B. Fed. R. Civ. P. 12(h)(3) - 28 U.S.C. § 157 Jurisdiction

In addition to the foregoing reasons why this court lacks subject matter jurisdiction, this court also lacks subject matter jurisdiction because the Plaintiff's complaint does not raise any claims over which this court has 28 U.S.C. § 157 jurisdiction. Federal Rule of Civil Procedure 12, made applicable in bankruptcy by Federal Rule of Bankruptcy Procedure 7012(b), provides that a court "must" dismiss a complaint if it "determines at any time that it lacks subject-matter jurisdiction." Fed.R.Civ.P. 12(h)(3); Fed.R.Bankr.P. 7012(b). And, because subject-matter jurisdiction "functions as a restriction on federal power," a court must "raise lack of subject-matter jurisdiction on its own motion." Ins. Corp. of Ireland v. Compagnie des Bauxites de Guinee, 456 U.S. 694, 702 (1982); see also Bracken v.
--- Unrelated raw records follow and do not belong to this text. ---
// SPDX-FileCopyrightText: 2026 Stowage Contributors
// SPDX-License-Identifier: MIT OR Apache-2.0

//! Stage 1: record which members can currently see the channel.

use std::collections::HashSet;

use serenity::all::UserId;
use stowage_core::permissions::can_view;
use stowage_core::{ChannelInfo, GuildApi, GuildMember, ScopeRoles};
use tracing::{debug, warn};

use crate::error::ArchiveError;

/// Members (bots excluded) holding effective `VIEW_CHANNEL` before the archive.
///
/// Computed once and never corrected afterwards; it is the only input to the
/// restore stage.
#[derive(Debug, Clone, Default, PartialEq, Eq)]
pub struct AccessSnapshot {
    members: Vec<UserId>,
}

impl AccessSnapshot {
    /// Evaluates `roster` against the channel's current overwrites.
    ///
    /// Members whose permissions cannot be resolved are logged and left out.
    pub fn capture(roster: &[GuildMember], scope: &ScopeRoles, channel: &ChannelInfo) -> Self {
        let mut seen = HashSet::new();
        let mut members = Vec::new();

        for member in roster {
            if member.bot {
                continue;
            }
            match can_view(scope, member, &channel.overwrites) {
                Ok(true) => {
                    if seen.insert(member.id) {
                        members.push(member.id);
                    }
                }
                Ok(false) => {}
                Err(e) => warn!(
                    channel_id = %channel.id,
                    user_id = %member.id,
                    member = %member.tag,
                    error = %e,
                    "permission check failed, excluding member from snapshot"
                ),
            }
        }

        debug!(channel_id = %channel.id, roster = roster.len(), members = members.len(), "snapshot evaluated");
        Self { members }
    }

    pub fn len(&self) -> usize {
        self.members.len()
    }

    pub fn is_empty(&self) -> bool {
        self.members.is_empty()
    }

    pub fn contains(&self, user: UserId) -> bool {
        self.members.contains(&user)
    }

    /// Member ids in roster order.
    pub fn members(&self) -> &[UserId] {
        &self.members
    }
}

/// Fetches the roster and role table, then captures the snapshot.
///
/// Read-only: nothing in the guild has changed when this fails.
pub async fn take_snapshot(
    guild: &dyn GuildApi,
    channel: &ChannelInfo,
) -> Result<AccessSnapshot, ArchiveError> {
    let roster = guild
        .fetch_members()
        .await
        .map_err(|source| ArchiveError::RosterUnavailable { source })?;
    let scope = guild
        .scope_roles()
        .map_err(|source| ArchiveError::ScopeUnavailable { source })?;

    Ok(AccessSnapshot::capture(&roster, &scope, channel))
}
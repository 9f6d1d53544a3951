// SPDX-FileCopyrightText: 2026 Stowage Contributors
// SPDX-License-Identifier: MIT OR Apache-2.0

//! End-to-end tests: configuration flows through the archive command into the guild.
//!
//! Each test builds an isolated TestHarness over an in-memory guild; tests are
//! independent and order-insensitive.

use std::sync::Arc;
use std::time::Duration;

use serenity::all::{ChannelId, PermissionOverwriteType, Permissions, UserId};
use stowage_archive::ArchiveCommand;
use stowage_config::load_and_validate_str;
use stowage_test_utils::fixtures::{human, member_overwrite, role_overwrite, text_channel};
use stowage_test_utils::{GuildCall, MockGuild, ReplyEvent, TestHarness};
use tokio::time::Instant;

const GUILD: u64 = 5000;
const CHANNEL: u64 = 42;

fn harness_from_toml(toml: &str, guild: MockGuild) -> TestHarness {
    let config = load_and_validate_str(toml).expect("test config should be valid");
    TestHarness::builder(guild)
        .with_command(Arc::new(ArchiveCommand::new(config.archive)))
        .build()
}

fn busy_guild(members: u64) -> MockGuild {
    MockGuild::new(GUILD, 1)
        .with_members((100..100 + members).map(|id| human(id, &[])))
        .with_channel(text_channel(CHANNEL, "raid-night"))
}

// ---- Configured category name and audit reason ----

#[tokio::test]
async fn configured_category_label_is_used_everywhere() {
    let h = harness_from_toml(
        r#"
[archive]
category_name = "Cold Storage"
audit_reason = "stowage archive"
"#,
        busy_guild(2),
    );

    let invoked = h.invoke_as_admin("archive", CHANNEL).await;
    invoked.result.unwrap();

    assert!(h.guild.calls().iter().any(|c| matches!(
        c,
        GuildCall::CreateCategory { name, reason } if name == "Cold Storage" && reason == "stowage archive"
    )));
    let transcript = invoked.reply.visible_content().await.unwrap();
    assert!(transcript.contains("📁 Created Cold Storage category."));
    assert!(transcript.contains("📁 Moved channel to Cold Storage category."));
}

// ---- Throttle settings ----

#[tokio::test(start_paused = true)]
async fn configured_throttle_paces_restores() {
    let h = harness_from_toml(
        "[archive]\nthrottle_batch = 3\nthrottle_delay_ms = 200\n",
        busy_guild(7),
    );

    let start = Instant::now();
    let invoked = h.invoke_as_admin("archive", CHANNEL).await;
    invoked.result.unwrap();

    // 7 grants at a batch of 3: pauses after the 3rd and 6th
    assert_eq!(start.elapsed(), Duration::from_millis(400));
    assert!(
        invoked
            .reply
            .visible_content()
            .await
            .unwrap()
            .contains("Restored view-only access for 7 members.")
    );
}

// ---- Channel that was already private ----

#[tokio::test]
async fn hidden_members_stay_hidden() {
    let mut channel = text_channel(CHANNEL, "officers");
    channel.overwrites = vec![
        role_overwrite(GUILD, Permissions::empty(), Permissions::VIEW_CHANNEL),
        member_overwrite(100, Permissions::VIEW_CHANNEL, Permissions::empty()),
    ];
    let guild = MockGuild::new(GUILD, 1)
        .with_members([human(100, &[]), human(101, &[])])
        .with_channel(channel);
    let h = harness_from_toml("", guild);

    h.invoke_as_admin("archive", CHANNEL).await.result.unwrap();

    let state = h.guild.channel_state(ChannelId::new(CHANNEL)).unwrap();
    assert!(state.overwrite_for(PermissionOverwriteType::Member(UserId::new(100))).is_some());
    assert!(state.overwrite_for(PermissionOverwriteType::Member(UserId::new(101))).is_none());
}

// ---- Dispatch shell ----

#[tokio::test]
async fn unknown_command_is_reported_to_the_dispatcher() {
    let h = harness_from_toml("", busy_guild(1));
    let invoked = h.invoke_as_admin("create-raid", CHANNEL).await;
    assert!(invoked.result.is_err());
    assert!(invoked.reply.events().await.is_empty());
}

#[tokio::test]
async fn archive_reply_is_deferred_publicly() {
    let h = harness_from_toml("", busy_guild(1));
    let invoked = h.invoke_as_admin("archive", CHANNEL).await;
    invoked.result.unwrap();

    let events = invoked.reply.events().await;
    assert_eq!(events.first(), Some(&ReplyEvent::Deferred));
    assert!(
        !events
            .iter()
            .any(|e| matches!(e, ReplyEvent::Responded { .. }))
    );
}
// SPDX-FileCopyrightText: 2026 Stowage Contributors
// SPDX-License-Identifier: MIT OR Apache-2.0

//! Runs the five archive stages in order and reports after each one.

use serenity::all::ChannelId;
use stowage_config::model::ArchiveConfig;
use stowage_core::{ChannelInfo, GuildApi};
use strum::{Display, EnumIter};
use tracing::{info, warn};

use crate::error::ArchiveError;
use crate::locator::locate_or_create;
use crate::outcome::{RestoreReport, StripReport};
use crate::progress::Progress;
use crate::relocate::relocate;
use crate::restore::{Throttle, restore_access};
use crate::snapshot::{AccessSnapshot, take_snapshot};
use crate::strip::{delete_overwrites, deny_everyone};

/// Pipeline stages, in execution order.
#[derive(Debug, Clone, Copy, PartialEq, Eq, Display, EnumIter)]
#[strum(serialize_all = "snake_case")]
pub enum Stage {
    Snapshot,
    Locate,
    Relocate,
    Strip,
    Restore,
}

/// Everything a completed run did.
#[derive(Debug, Clone)]
pub struct ArchiveSummary {
    pub channel_id: ChannelId,
    pub snapshot: AccessSnapshot,
    pub category_id: ChannelId,
    pub category_created: bool,
    pub strip: StripReport,
    pub restore: RestoreReport,
}

/// One archive run against one guild.
pub struct ArchiveWorkflow<'a> {
    guild: &'a dyn GuildApi,
    config: &'a ArchiveConfig,
}

impl<'a> ArchiveWorkflow<'a> {
    pub fn new(guild: &'a dyn GuildApi, config: &'a ArchiveConfig) -> Self {
        Self { guild, config }
    }

    /// Archives `channel`, pushing status lines into `progress` as stages finish.
    ///
    /// Stops at the first fatal error; whatever was already changed stays
    /// changed.
    pub async fn run(
        &self,
        channel: &ChannelInfo,
        progress: &mut Progress<'_>,
    ) -> Result<ArchiveSummary, ArchiveError> {
        let snapshot = take_snapshot(self.guild, channel).await?;
        info!(stage = %Stage::Snapshot, channel_id = %channel.id, members = snapshot.len(), "captured access snapshot");
        progress
            .record(format!("👥 Found {} members with access.", snapshot.len()))
            .await;

        let container = locate_or_create(self.guild, self.config).await?;
        let label = &self.config.category_name;
        info!(stage = %Stage::Locate, category_id = %container.category.id, created = container.created, "archive category ready");
        if container.created {
            progress.record(format!("📁 Created {label} category.")).await;
        }

        let relocated = relocate(self.guild, channel, &container.category).await?;
        progress
            .record(format!("📁 Moved channel to {label} category."))
            .await;

        let deletions = delete_overwrites(self.guild, &relocated).await;
        progress.record("🧹 Cleared all role and user permissions.").await;
        let everyone_denied = deny_everyone(self.guild, relocated.id).await;
        let strip = StripReport {
            deletions,
            everyone_denied,
        };
        if strip.failed().is_empty() {
            info!(stage = %Stage::Strip, channel_id = %relocated.id, deleted = strip.deleted(), everyone_denied, "stripped overwrites");
        } else {
            warn!(stage = %Stage::Strip, channel_id = %relocated.id, failed = strip.failed().len(), everyone_denied, "overwrites left on channel");
        }

        let restore = restore_access(
            self.guild,
            relocated.id,
            &snapshot,
            Throttle::from(self.config),
        )
        .await;
        info!(stage = %Stage::Restore, channel_id = %relocated.id, restored = restore.restored(), failed = restore.failed().len(), pauses = restore.pauses, "restored read-only access");

        progress.note(format!(
            "👁️‍🗨️ Restored view-only access for {} members.",
            restore.restored()
        ));
        progress.record("✅ Channel successfully archived.").await;

        Ok(ArchiveSummary {
            channel_id: relocated.id,
            snapshot,
            category_id: container.category.id,
            category_created: container.created,
            strip,
            restore,
        })
    }
}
Matgouranis, 296 F.3d 160, 162 (3d Cir. 2002) (courts have "a continuing obligation to sua sponte raise the issue of subject matter jurisdiction").

Bankruptcy courts are courts of limited jurisdiction, which extends to only four types of matters: "(1) cases under title 11, (2) proceedings arising under title 11, (3) proceedings arising in a case under title 11, and (4) proceedings related to a case under title 11." In re Marcus Hook Dev. Park, Inc., 943 F.2d 261, 264 (3d Cir. 1991); see also 28 U.S.C. § 157(b)(1), (c)(1). "Cases under title 11, proceedings arising under title 11, and proceedings arising in a case under title 11 are referred to as 'core' proceedings; whereas proceedings 'related to' a case under title 11 are referred to as 'non-core' proceedings." In re Resorts Int'l, Inc., 372 F.3d 154, 162 (3d Cir. 2004). Core proceedings are those which "invoke[] a substantive right provided by title 11" or those which "could arise only in the context of a bankruptcy case." Halper v. Halper, 164 F.3d 830, 836 (3d Cir. 1999) (citing In re Guild & Gallery Plus, Inc., 72 F.3d 1171, 1178 (3d Cir. 1996)). Non-core, related to proceedings are those in which "the outcome of that proceeding could conceivably have any effect on the estate being administered in bankruptcy." Pacor, Inc. v. Higgins, 743 F.2d 984, 994 (3d Cir. 1984). When a matter is neither a "core" nor "non-core" proceeding, a bankruptcy court has no subject matter jurisdiction. E.g., In re Csondor, 309 B.R. 124, 129 (Bankr. E.D. Pa. 2004); see also Pacor, 743 F.2d at 996. Such matters must be dismissed sua sponte. E.g. In re Wisdom, No. 11-01135-JDP, 2016 WL 872102, at *4 (Bankr. D. Idaho Mar. 7, 2016), aff'd sub nom. Wisdom v. Gugino, 610 B.R. 327 (D. Idaho 2019).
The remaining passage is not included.